● Exercise aim: All entries should be output exactly as they stand.

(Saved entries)
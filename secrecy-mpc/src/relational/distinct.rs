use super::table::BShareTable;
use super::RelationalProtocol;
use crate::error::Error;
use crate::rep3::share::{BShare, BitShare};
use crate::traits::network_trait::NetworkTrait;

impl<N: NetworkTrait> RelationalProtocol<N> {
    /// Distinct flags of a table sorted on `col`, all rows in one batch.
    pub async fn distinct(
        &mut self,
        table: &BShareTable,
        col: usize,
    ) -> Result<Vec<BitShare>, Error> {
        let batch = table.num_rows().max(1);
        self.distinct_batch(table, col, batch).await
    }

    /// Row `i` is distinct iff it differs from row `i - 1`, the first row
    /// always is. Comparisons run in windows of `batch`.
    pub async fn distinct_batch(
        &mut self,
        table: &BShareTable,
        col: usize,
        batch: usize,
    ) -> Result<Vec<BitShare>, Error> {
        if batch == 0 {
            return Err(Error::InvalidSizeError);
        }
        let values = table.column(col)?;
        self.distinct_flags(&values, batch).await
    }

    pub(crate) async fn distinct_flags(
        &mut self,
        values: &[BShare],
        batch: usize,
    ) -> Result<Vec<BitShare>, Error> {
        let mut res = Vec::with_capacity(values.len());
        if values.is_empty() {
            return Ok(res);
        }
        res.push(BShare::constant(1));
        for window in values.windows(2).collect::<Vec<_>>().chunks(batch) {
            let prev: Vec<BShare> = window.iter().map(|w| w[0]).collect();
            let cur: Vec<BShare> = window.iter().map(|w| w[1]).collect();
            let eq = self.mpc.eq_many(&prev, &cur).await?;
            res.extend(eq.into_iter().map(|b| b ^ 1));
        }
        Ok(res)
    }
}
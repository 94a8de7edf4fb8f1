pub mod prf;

● Output of the exercise:
filename secrecy-mpc/src/relational/distinct.rs
use super::table::BShareTable;
use super::RelationalProtocol;
use crate::error::Error;
use crate::rep3::share::{BShare, BitShare};
use crate::traits::network_trait::NetworkTrait;

impl<N: NetworkTrait> RelationalProtocol<N> {
    /// Distinct flags of a table sorted on `col`, all rows in one batch.
    pub async fn distinct(
        &mut self,
        table: &BShareTable,
        col: usize,
    ) -> Result<Vec<BitShare>, Error> {
        let batch = table.num_rows().max(1);
        self.distinct_batch(table, col, batch).await
    }

    /// Row `i` is distinct iff it differs from row `i - 1`, the first row
    /// always is. Comparisons run in windows of `batch`.
    pub async fn distinct_batch(
        &mut self,
        table: &BShareTable,
        col: usize,
        batch: usize,
    ) -> Result<Vec<BitShare>, Error> {
        if batch == 0 {
            return Err(Error::InvalidSizeError);
        }
        let values = table.column(col)?;
        self.distinct_flags(&values, batch).await
    }

    pub(crate) async fn distinct_flags(
        &mut self,
        values: &[BShare],
        batch: usize,
    ) -> Result<Vec<BitShare>, Error> {
        let mut res = Vec::with_capacity(values.len());
        if values.is_empty() {
            return Ok(res);
        }
        res.push(BShare::constant(1));
        for window in values.windows(2).collect::<Vec<_>>().chunks(batch) {
            let prev: Vec<BShare> = window.iter().map(|w| w[0]).collect();
            let cur: Vec<BShare> = window.iter().map(|w| w[1]).collect();
            let eq = self.mpc.eq_many(&prev, &cur).await?;
            res.extend(eq.into_iter().map(|b| b ^ 1));
        }
        Ok(res)
    }
}
repository 94a8de7edf4fb8f1
pub mod prf;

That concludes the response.